Raynaud Phenomenon Clinical Trial
Official title:
Localized Effects of Photobiomodulation and Exogenous Nitric Oxide on CREST Patients Calcinosis Cutis & Raynaud Phenomenon
Background CREST is an acronym for the cardinal clinical features of the syndrome
(Calcinosis, Raynaud phenomenon, Esophageal dysmotility, Sclerodactyly, and Telangiectasia)
and part of the heterogeneous group of sclerodermas.
Calcinosis is the pathologic calcification of soft tissues. When symptomatic, they can be
tender and painful, ulcerate, and drain a white chalky substance. With time, heterotopic bone
formation may occur. Inflammatory reactions also intermittently occur at the site of
calcinosis. It has been suggested that TGF-beta3 plays a major role in the pathogenesis of
calcinosis.
A variety of medical therapies have been used to try to alleviate patient symptoms. These
include pharmacological approaches (e..g., warfarin), surgical curettage or excision, as well
as carbon dioxide laser treatments. No consistently reliable pharmacological treatment seems
to be available to prevent or eliminate calcinosis. Curettage and excision and carbon dioxide
laser of localized painful large deposits can relieve symptoms but recurrence is common. In
addition, aggressive curettage or excision can damage deeper neurovascular structures. While
calcinosis is associated with significant morbidity its treatment remains a challenge.
Photobiomodulation (PBM) has been shown to promote wound healing, suppress inflammatory
reactions and regulate collagen synthesis in a number of in vitro and in vivo studies.
Human skin contains photolabile nitric oxide (NO) derivatives which decompose after UVA
irradiation and release vasoactive NO. However, aside from blue light, barely nothing has
been reported about the effects of red and NIR wavelengths.
Method A custom-built air tight sleeve which envelopes the forearm of a subject will be used
to measure the NO emanating from the skin under photobiomodulation conditions (red & NIR) and
quantified by chemiluminescence detection.

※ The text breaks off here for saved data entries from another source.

//! # Repository Check Pipeline
//!
//! The single validation pass: walk the repository tree, require at
//! least one ERC-20 token-list file, then validate every discovered
//! file in traversal order. The first failing file halts the run; later
//! files are never read.
//!
//! Process exit is the caller's concern — this module only returns
//! `Result`, so the whole pipeline is testable in-process.

use std::path::Path;

use thiserror::Error;
use toklint_core::error::{StructureError, WalkError};
use toklint_core::{token_list_files, walk};

use crate::validate::{validate_file, TokenSchemaError};

/// Any failure of a repository check. Every variant is fatal to the
/// run; nothing is retried.
#[derive(Error, Debug)]
pub enum CheckError {
    /// The tree could not be traversed.
    #[error(transparent)]
    Walk(#[from] WalkError),

    /// No token-list file exists anywhere under the root.
    #[error(transparent)]
    Structure(#[from] StructureError),

    /// A token-list file failed to load or to validate.
    #[error(transparent)]
    Schema(#[from] TokenSchemaError),
}

/// Run the full ERC-20 check over the repository rooted at `root`.
///
/// # Errors
///
/// Returns the first [`CheckError`] encountered: a traversal failure, a
/// structural failure (no token-list file at all), or the first file's
/// load/validation failure.
pub fn run_check(root: impl AsRef<Path>) -> Result<(), CheckError> {
    let paths = walk(root)?;

    let files = token_list_files(&paths);
    if files.is_empty() {
        return Err(StructureError.into());
    }

    for file in files {
        tracing::info!(path = %file.display(), "running schema check");
        validate_file(file)?;
    }

    Ok(())
}
//! # Error Types — Traversal and Structure Errors
//!
//! Errors owned by the core crate. All errors use `thiserror` for
//! derive-based `Display` and `Error` implementations.
//!
//! ## Design
//!
//! - Traversal errors carry the path that could not be accessed.
//! - Every error is fatal to a validation run; nothing here is retried
//!   or recovered.

use std::path::PathBuf;
use thiserror::Error;

/// Error raised while traversing the repository tree.
#[derive(Error, Debug)]
pub enum WalkError {
    /// A path could not be stat'ed or resolved (missing root, broken
    /// symlink, permission denied).
    #[error("cannot access '{}': {source}", path.display())]
    Access {
        /// The path that failed.
        path: PathBuf,
        /// The underlying IO error.
        source: std::io::Error,
    },

    /// A directory's entries could not be listed.
    #[error("cannot list directory '{}': {source}", path.display())]
    ReadDir {
        /// The directory that failed.
        path: PathBuf,
        /// The underlying IO error.
        source: std::io::Error,
    },
}

/// The repository contains no ERC-20 token-list file at all.
///
/// Raised when the full traversal produced no path that matches the
/// discovery rules in [`crate::discover`].
#[derive(Error, Debug)]
#[error("invalid folder structure: no 'erc20' path containing an 'index.json' file was found")]
pub struct StructureError;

Simultaneously, CREST patient's hands exhibiting calcinosis and/or Raynaud phenomenon will be
exposed to exogenous gaseous nitric oxide (INOMAX) to determine the vascular impact of this
approach.
This case series will assess Light Emitting Diode (LED) based PBM therapy as a treatment
alternative for cutaneous calcinosis and the effects of gaseous NO on calcinosis and/or
Raynaud phenomenon in CREST patients.